Pension Risk Transfer Costs Inch Higher Amid Economic Instability
Event summary
- Milliman's Pension Buyout Index (MPBI) shows competitive pension risk transfer (PRT) costs increased to 100.5% of accounting liabilities (ABO) in February 2026, up from 100.4% the prior month.
- Average annuity purchase costs also rose 10 basis points, reaching 103.6% of ABO.
- The competitive bidding process continues to save plan sponsors an estimated 3.1% on PRT costs.
- Milliman principal Jake Pringle noted that the MPBI remained relatively stable despite a drop in accounting interest rates.

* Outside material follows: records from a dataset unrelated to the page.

//! Connection bootstrap utilities for SQLite.
//!
//! # Responsibility
//! - Open file or in-memory SQLite connections.
//! - Configure connection pragmas required by core behavior.
//! - Trigger schema migrations before returning a usable connection.
//!
//! # Invariants
//! - Returned connections have `foreign_keys=ON`.
//! - Returned connections have migrations fully applied.

use super::migrations::apply_migrations;
use super::DbResult;
use log::{error, info};
use rusqlite::Connection;
use std::path::Path;
use std::time::{Duration, Instant};

/// Opens the journal store at `path` and applies all pending migrations.
///
/// # Side effects
/// - Performs connection bootstrap and migration checks.
/// - Emits `store_open` logging events with duration and status.
pub fn open_db(path: impl AsRef<Path>) -> DbResult<Connection> {
    let started_at = Instant::now();
    info!("event=store_open module=db status=start mode=file");

    let mut conn = match Connection::open(path) {
        Ok(conn) => conn,
        Err(err) => {
            error!(
                "event=store_open module=db status=error mode=file duration_ms={} error_code=store_open_failed error={}",
                started_at.elapsed().as_millis(),
                err
            );
            return Err(err.into());
        }
    };

    match bootstrap_connection(&mut conn) {
        Ok(()) => {
            info!(
                "event=store_open module=db status=ok mode=file duration_ms={}",
                started_at.elapsed().as_millis()
            );
            Ok(conn)
        }
        Err(err) => {
            error!(
                "event=store_open module=db status=error mode=file duration_ms={} error_code=store_bootstrap_failed error={}",
                started_at.elapsed().as_millis(),
                err
            );
            Err(err)
        }
    }
}

/// Opens an in-memory journal store and applies all pending migrations.
///
/// # Side effects
/// - Performs connection bootstrap and migration checks.
/// - Emits `store_open` logging events with duration and status.
pub fn open_db_in_memory() -> DbResult<Connection> {
    let started_at = Instant::now();
    info!("event=store_open module=db status=start mode=memory");

    let mut conn = match Connection::open_in_memory() {
        Ok(conn) => conn,
        Err(err) => {
            error!(
                "event=store_open module=db status=error mode=memory duration_ms={} error_code=store_open_failed error={}",
                started_at.elapsed().as_millis(),
                err
            );
            return Err(err.into());
        }
    };

    match bootstrap_connection(&mut conn) {
        Ok(()) => {
            info!(
                "event=store_open module=db status=ok mode=memory duration_ms={}",
                started_at.elapsed().as_millis()
            );
            Ok(conn)
        }
        Err(err) => {
            error!(
                "event=store_open module=db status=error mode=memory duration_ms={} error_code=store_bootstrap_failed error={}",
                started_at.elapsed().as_millis(),
                err
            );
            Err(err)
        }
    }
}

fn bootstrap_connection(conn: &mut Connection) -> DbResult<()> {
    conn.execute_batch("PRAGMA foreign_keys = ON;")?;
    conn.busy_timeout(Duration::from_secs(5))?;
    apply_migrations(conn)?;
    Ok(())
}
//! Drag translation to editor action mapping.
//!
//! # Responsibility
//! - Classify a completed drag by dominant axis and magnitude.
//!
//! # Invariants
//! - Horizontal swipes only ever cycle color; the downward swipe saves.
//! - Sub-threshold drags map to no action.

use crate::model::palette::CycleDirection;

/// Minimum horizontal magnitude before a drag counts as a color swipe.
pub const HORIZONTAL_SWIPE_MIN: f32 = 50.0;
/// Minimum downward magnitude before a drag counts as a save swipe.
pub const SAVE_SWIPE_MIN: f32 = 100.0;

/// Net translation of a completed drag, in points.
///
/// Positive `dx` points right, positive `dy` points down.
#[derive(Debug, Clone, Copy, PartialEq)]
pub struct DragTranslation {
    pub dx: f32,
    pub dy: f32,
}

/// Semantic action resolved from a drag.
#[derive(Debug, Clone, Copy, PartialEq, Eq)]
pub enum EditorAction {
    /// Step the background color; left swipes move forward, right swipes
    /// move backward.
    CycleColor(CycleDirection),
    /// Persist the current entry.
    Save,
}

/// Resolves a completed drag into an editor action.
///
/// The dominant axis wins: a drag that is mostly horizontal can only cycle
/// color, a drag that is mostly vertical can only save (and only downward).
pub fn classify(translation: DragTranslation) -> Option<EditorAction> {
    if translation.dx.abs() > translation.dy.abs() {
        if translation.dx < -HORIZONTAL_SWIPE_MIN {
            Some(EditorAction::CycleColor(CycleDirection::Forward))
        } else if translation.dx > HORIZONTAL_SWIPE_MIN {
            Some(EditorAction::CycleColor(CycleDirection::Backward))
        } else {
            None
        }
    } else if translation.dy > SAVE_SWIPE_MIN {
        Some(EditorAction::Save)
    } else {
        None
    }
}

- The MPBI compares the FTSE Above Median AA Curve to annuity purchase composite interest rates from nine insurers.
The big picture
The slight increase in PRT costs, despite falling interest rates, signals a tightening of pricing within the annuity market. This trend reflects broader concerns about economic stability and its potential impact on insurer solvency and investment returns. While the competitive bidding process still offers significant savings, plan sponsors should carefully evaluate the long-term implications of these cost fluctuations when considering de-risking strategies.
What we're watching
- Rate Volatility
- Further global economic instability could exacerbate fluctuations in annuity purchase rates, potentially impacting the attractiveness of PRT strategies.
- Competitive Landscape
- The 3.1% cost savings from competitive bidding may be vulnerable if insurer participation decreases or bidding becomes less aggressive.
- Rate Sensitivity
- The MPBI's resilience to accounting interest rate decreases suggests a complex interplay of factors; the pace at which these factors realign will dictate future index movements.